ABOUT THIS EXERCISE:
In the entries below, filter for the word "collaborator" and copy every matching line.

MATERIAL FOR THIS TASK:

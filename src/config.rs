use std::path::PathBuf;

use serde::Deserialize;

use crate::Error;

/// Default maximum boot attempts before a slot is considered exhausted.
pub const DEFAULT_MAX_ATTEMPTS: u32 = 3;

/// Barebox's default priority for the primary slot.
pub const BAREBOX_PRIMARY_PRIORITY: u32 = 20;
/// Barebox's default priority for a non-primary, enabled slot.
pub const BAREBOX_SECONDARY_PRIORITY: u32 = 10;
/// Priority value that marks a Barebox/GRUB slot disabled.
pub const DISABLED_PRIORITY: u32 = 0;

/// The bootloader backend to dispatch to, supplied by the configuration
/// collaborator.
#[derive(Debug, Clone, Copy, PartialEq, Eq, Deserialize)]
#[serde(rename_all = "lowercase")]
pub enum BootLoaderName {
    Barebox,
    Uboot,
    Grub,
    Efi,
}

impl std::str::FromStr for BootLoaderName {
    type Err = Error;

    fn from_str(s: &str) -> Result<Self, Self::Err> {
        match s {
            "barebox" => Ok(Self::Barebox),
            "uboot" => Ok(Self::Uboot),
            "grub" => Ok(Self::Grub),
            "efi" => Ok(Self::Efi),
            other => Err(Error::Unsupported(format!(
                "unknown bootloader '{other}'"
            ))),
        }
    }
}

impl std::fmt::Display for BootLoaderName {
    fn fmt(&self, f: &mut std::fmt::Formatter<'_>) -> std::fmt::Result {
        let s = match self {
            Self::Barebox => "barebox",
            Self::Uboot => "uboot",
            Self::Grub => "grub",
            Self::Efi => "efi",
        };
        f.write_str(s)
    }
}

/// System configuration handed to the dispatcher at construction.
/// Everything here is read-once, read-many: the core holds it as an
/// immutable value and never mutates it.
#[derive(Debug, Clone, Deserialize)]
pub struct SystemConfig {
    pub bootloader: BootLoaderName,

    /// Path to the `grubenv` file. Required only when `bootloader ==
    /// Grub`; absence with any other bootloader is harmless.
    #[serde(default)]
    pub grubenv_path: Option<PathBuf>,

    /// Maximum boot attempts restored by `set_state(good=true)` and
    /// `set_primary`.
    #[serde(default = "default_max_attempts")]
    pub max_attempts: u32,
}

fn default_max_attempts() -> u32 {
    DEFAULT_MAX_ATTEMPTS
}

impl SystemConfig {
    /// Build a config from a raw bootloader name, as handed over by the
    /// configuration collaborator before it has been typed into a
    /// [`BootLoaderName`] (spec.md §6). An unrecognized name surfaces as
    /// `Error::Unsupported` naming the string verbatim, via
    /// [`BootLoaderName`]'s `FromStr` impl.
    pub fn new(
        bootloader: &str,
        grubenv_path: Option<PathBuf>,
        max_attempts: u32,
    ) -> Result<Self, Error> {
        Ok(Self {
            bootloader: bootloader.parse()?,
            grubenv_path,
            max_attempts,
        })
    }
}

#[cfg(test)]
mod tests {
    use super::*;

    #[test]
    fn from_str_accepts_known_names() {
        assert_eq!("barebox".parse::<BootLoaderName>().unwrap(), BootLoaderName::Barebox);
        assert_eq!("uboot".parse::<BootLoaderName>().unwrap(), BootLoaderName::Uboot);
        assert_eq!("grub".parse::<BootLoaderName>().unwrap(), BootLoaderName::Grub);
        assert_eq!("efi".parse::<BootLoaderName>().unwrap(), BootLoaderName::Efi);
    }

    #[test]
    fn from_str_names_the_unrecognized_string_verbatim() {
        let err = "vendorloader".parse::<BootLoaderName>().unwrap_err();
        match err {
            Error::Unsupported(msg) => assert!(msg.contains("vendorloader")),
            other => panic!("expected Unsupported, got {other:?}"),
        }
    }

    #[test]
    fn display_round_trips_through_from_str() {
        for name in [
            BootLoaderName::Barebox,
            BootLoaderName::Uboot,
            BootLoaderName::Grub,
            BootLoaderName::Efi,
        ] {
            assert_eq!(name.to_string().parse::<BootLoaderName>().unwrap(), name);
        }
    }

    #[test]
    fn new_surfaces_unsupported_for_bad_bootloader_name() {
        let err = SystemConfig::new("vendorloader", None, DEFAULT_MAX_ATTEMPTS).unwrap_err();
        assert!(matches!(err, Error::Unsupported(_)));
    }

    #[test]
    fn new_builds_config_for_known_bootloader_name() {
        let config = SystemConfig::new("uboot", None, DEFAULT_MAX_ATTEMPTS).unwrap();
        assert_eq!(config.bootloader, BootLoaderName::Uboot);
        assert_eq!(config.max_attempts, DEFAULT_MAX_ATTEMPTS);
    }
}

RESULT OF THE TASK:
/// collaborator.
    /// configuration collaborator before it has been typed into a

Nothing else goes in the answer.